Update on the Role of Imaging in Clinical Staging and Restaging of Renal Cell Carcinoma Based on the AJCC 8th Edition, From the Special Series on Cancer Staging.

机构信息

Department of Radiology, University of Alabama at Birmingham, JTN 452, 619 19th St S, Birmingham, AL 35249.
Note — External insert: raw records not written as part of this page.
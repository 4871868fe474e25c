//! # Gossip Wire Format
//!
//! Typed messages exchanged between nodes as JSON over the transport. Value
//! bytes travel base64-encoded in the `data` field; the store never sees
//! anything but the decoded bytes.
//!
//! `message_id` is globally unique — `<key>-<nanos>` for data writes, a UUID
//! for everything else — and drives loop suppression. Each message also
//! carries a `hops` budget (decremented on every rebroadcast) so propagation
//! terminates even when the seen-cache misses; peers that omit the field get
//! the default budget on decode.

use serde::{Deserialize, Serialize};

use crate::config::MAX_REBROADCAST_HOPS;

// ---------------------------------------------------------------------------
// Node Descriptor
// ---------------------------------------------------------------------------

/// How a node is reached: its identity plus both listening ports.
///
/// Liveness judgments (`last_seen`, alive/suspect/dead) are local to each
/// observer and never travel on the wire; see
/// [`crate::gossip::protocol::Peer`].
#[derive(Debug, Clone, PartialEq, Eq, Serialize, Deserialize)]
pub struct NodeInfo {
    /// Unique node identifier within the cluster.
    pub node_id: String,
    /// Reachable host.
    pub host: String,
    /// Inter-node gossip port.
    pub gossip_port: u16,
    /// Client-facing data API port.
    pub http_port: u16,
}

impl NodeInfo {
    /// The `host:port` address gossip traffic is sent to.
    pub fn gossip_addr(&self) -> String {
        format!("{}:{}", self.host, self.gossip_port)
    }
}

// ---------------------------------------------------------------------------
// Message Types
// ---------------------------------------------------------------------------

/// Discriminant for gossip messages. Serialized as the upper-case wire
/// strings peers expect.
#[derive(Debug, Clone, Copy, PartialEq, Eq, Hash, Serialize, Deserialize)]
pub enum MessageType {
    /// Replicate a write to peers.
    #[serde(rename = "PUT")]
    Put,
    /// Acknowledge a replicated write back to its originator.
    #[serde(rename = "ACK")]
    Ack,
    /// Announce this node to a peer.
    #[serde(rename = "HELLO")]
    Hello,
    /// Share known peers.
    #[serde(rename = "PEER_LIST")]
    PeerList,
    /// Periodic liveness signal.
    #[serde(rename = "HEARTBEAT")]
    Heartbeat,
    /// Ask a bootstrap node for its peer table.
    #[serde(rename = "BOOTSTRAP_REQUEST")]
    BootstrapRequest,
    /// Answer a bootstrap request with a peer list.
    #[serde(rename = "BOOTSTRAP_RESPONSE")]
    BootstrapResponse,
}

impl MessageType {
    /// Wire string for this type. Used in logs and seen-cache keys.
    pub fn as_str(&self) -> &'static str {
        match self {
            Self::Put => "PUT",
            Self::Ack => "ACK",
            Self::Hello => "HELLO",
            Self::PeerList => "PEER_LIST",
            Self::Heartbeat => "HEARTBEAT",
            Self::BootstrapRequest => "BOOTSTRAP_REQUEST",
            Self::BootstrapResponse => "BOOTSTRAP_RESPONSE",
        }
    }
}

// ---------------------------------------------------------------------------
// Message
// ---------------------------------------------------------------------------

/// A single gossip message.
///
/// Not every field is meaningful for every type: `key`/`data`/`ttl` carry
/// write payloads, `node_info` carries the sender's descriptor on membership
/// messages, and `BOOTSTRAP_RESPONSE` reuses `data` for the JSON-encoded
/// peer list (the `node_info` slot holds exactly one descriptor).
#[derive(Debug, Clone, Serialize, Deserialize)]
pub struct Message {
    /// Message discriminant.
    #[serde(rename = "type")]
    pub msg_type: MessageType,
    /// Sending node's id. Preserved across rebroadcasts so ACKs always
    /// reach the originator.
    pub from: String,
    /// Target node id for unicast messages; empty means broadcast.
    #[serde(default, skip_serializing_if = "String::is_empty")]
    pub to: String,
    /// Key being written or acknowledged.
    #[serde(default, skip_serializing_if = "String::is_empty")]
    pub key: String,
    /// Opaque payload, base64 on the wire.
    #[serde(default, with = "base64_bytes", skip_serializing_if = "Vec::is_empty")]
    pub data: Vec<u8>,
    /// Entry TTL in seconds, for PUT messages.
    #[serde(default, skip_serializing_if = "is_zero")]
    pub ttl: u64,
    /// Unix timestamp (seconds) at send time. Informational.
    pub timestamp: i64,
    /// Globally unique id driving loop suppression and ACK correlation.
    pub message_id: String,
    /// Sender descriptor, attached to membership messages.
    #[serde(default, skip_serializing_if = "Option::is_none")]
    pub node_info: Option<NodeInfo>,
    /// Remaining rebroadcast budget.
    #[serde(default = "default_hops")]
    pub hops: u8,
}

fn default_hops() -> u8 {
    MAX_REBROADCAST_HOPS
}

fn is_zero(v: &u64) -> bool {
    *v == 0
}

impl Message {
    fn base(msg_type: MessageType, from: impl Into<String>) -> Self {
        Self {
            msg_type,
            from: from.into(),
            to: String::new(),
            key: String::new(),
            data: Vec::new(),
            ttl: 0,
            timestamp: chrono::Utc::now().timestamp(),
            message_id: uuid::Uuid::new_v4().to_string(),
            node_info: None,
            hops: MAX_REBROADCAST_HOPS,
        }
    }

    /// A replicated write. `message_id` is supplied by the coordinator so
    /// ACKs can be correlated with the pending write.
    pub fn put(
        from: impl Into<String>,
        key: impl Into<String>,
        data: Vec<u8>,
        ttl_seconds: u64,
        message_id: impl Into<String>,
    ) -> Self {
        Self {
            key: key.into(),
            data,
            ttl: ttl_seconds,
            message_id: message_id.into(),
            ..Self::base(MessageType::Put, from)
        }
    }

    /// An acknowledgement for `message_id`, addressed back to the write's
    /// originator. Carries the same id as the PUT it confirms.
    pub fn ack(
        from: impl Into<String>,
        to: impl Into<String>,
        key: impl Into<String>,
        message_id: impl Into<String>,
    ) -> Self {
        Self {
            to: to.into(),
            key: key.into(),
            message_id: message_id.into(),
            ..Self::base(MessageType::Ack, from)
        }
    }

    /// A liveness signal carrying the sender's descriptor.
    pub fn heartbeat(from: impl Into<String>, node_info: NodeInfo) -> Self {
        Self {
            node_info: Some(node_info),
            ..Self::base(MessageType::Heartbeat, from)
        }
    }

    /// A request for a bootstrap node's peer table, carrying the joiner's
    /// descriptor so the bootstrap node learns about it too.
    pub fn bootstrap_request(from: impl Into<String>, node_info: NodeInfo) -> Self {
        Self {
            node_info: Some(node_info),
            ..Self::base(MessageType::BootstrapRequest, from)
        }
    }

    /// A bootstrap answer. The peer list rides JSON-encoded in `data`.
    pub fn bootstrap_response(
        from: impl Into<String>,
        to: impl Into<String>,
        peers: &[NodeInfo],
    ) -> Self {
        Self {
            to: to.into(),
            data: serde_json::to_vec(peers).unwrap_or_default(),
            ..Self::base(MessageType::BootstrapResponse, from)
        }
    }

    /// Decodes the peer list carried by `PEER_LIST` and
    /// `BOOTSTRAP_RESPONSE` messages.
    pub fn peers_from_data(&self) -> Result<Vec<NodeInfo>, serde_json::Error> {
        serde_json::from_slice(&self.data)
    }

    /// Canonical JSON body — the exact bytes that are signed and sent.
    pub fn encode(&self) -> Result<Vec<u8>, serde_json::Error> {
        serde_json::to_vec(self)
    }

    /// Parses a message from its wire body.
    pub fn decode(body: &[u8]) -> Result<Self, serde_json::Error> {
        serde_json::from_slice(body)
    }

    /// Consumes the hop budget for one rebroadcast. Returns `None` when the
    /// budget is spent and the message must not be forwarded.
    pub fn decrement_hops(mut self) -> Option<Self> {
        if self.hops > 1 {
            self.hops -= 1;
            Some(self)
        } else {
            None
        }
    }
}

mod base64_bytes {
    use base64::engine::general_purpose::STANDARD;
    use base64::Engine as _;
    use serde::{Deserialize, Deserializer, Serializer};

    pub fn serialize<S: Serializer>(bytes: &[u8], serializer: S) -> Result<S::Ok, S::Error> {
        serializer.serialize_str(&STANDARD.encode(bytes))
    }

    pub fn deserialize<'de, D: Deserializer<'de>>(deserializer: D) -> Result<Vec<u8>, D::Error> {
        let encoded = String::deserialize(deserializer)?;
        STANDARD
            .decode(encoded.as_bytes())
            .map_err(serde::de::Error::custom)
    }
}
Department of Radiology, Duke University Medical Center, Durham, NC.

出版信息

AJR Am J Roentgenol. 2021 Sep;217(3):541-555. doi: 10.2214/AJR.21.25493. Epub 2021 Mar 24.

Abstract

This article reviews the essential role of imaging in clinical staging and restaging of renal cell carcinoma (RCC). To completely characterize and stage an indeterminate renal mass, renal CT or MRI without and with IV contrast administration is recommended. The critical items for initial clinical staging of an indeterminate renal mass or of a known RCC according to the TNM staging system are tumor size, renal sinus fat invasion, urinary collecting system invasion, perinephric fat invasion, venous invasion, adrenal gland invasion, invasion of the perirenal (Gerota) fascia, invasion into other adjacent organs, the presence of enlarged or pathologic regional (retroperitoneal) lymph nodes, and the presence of distant metastatic disease. Larger tumor size is associated with higher stage disease and invasiveness, lymph node spread, and distant metastatic disease. Imaging practice guidelines for clinical staging of RCC, as well as the role of renal mass biopsy, are highlighted. Specific findings associated with response of advanced cancer to antiangiogenic therapy and immunotherapy are discussed, as well as limitations of changes in tumor size after targeted therapy. The accurate clinical staging and restaging of RCC using renal CT or MRI provides important prognostic information and helps guide the optimal management of patients with RCC.

摘要

这篇文章回顾了影像学在肾细胞癌(RCC)临床分期和再分期中的重要作用。为了全面描述和分期不确定的肾脏肿块,建议进行肾 CT 或 MRI 检查,包括不使用和使用 IV 对比剂的检查。根据 TNM 分期系统,对不确定的肾脏肿块或已知 RCC 进行初始临床分期的关键项目包括肿瘤大小、肾窦脂肪侵犯、尿收集系统侵犯、肾周脂肪侵犯、静脉侵犯、肾上腺侵犯、肾周筋膜(Gerota 筋膜)侵犯、侵犯其他相邻器官、肿大或病理性区域(腹膜后)淋巴结的存在以及远处转移疾病的存在。较大的肿瘤大小与更高的分期疾病、侵袭性、淋巴结扩散和远处转移疾病相关。本文重点介绍了 RCC 临床分期的影像学实践指南以及肾肿块活检的作用。还讨论了与晚期癌症对抗血管生成治疗和免疫治疗反应相关的特定发现,以及靶向治疗后肿瘤大小变化的局限性。使用肾 CT 或 MRI 对 RCC 进行准确的临床分期和再分期可提供重要的预后信息,并有助于指导 RCC 患者的最佳管理。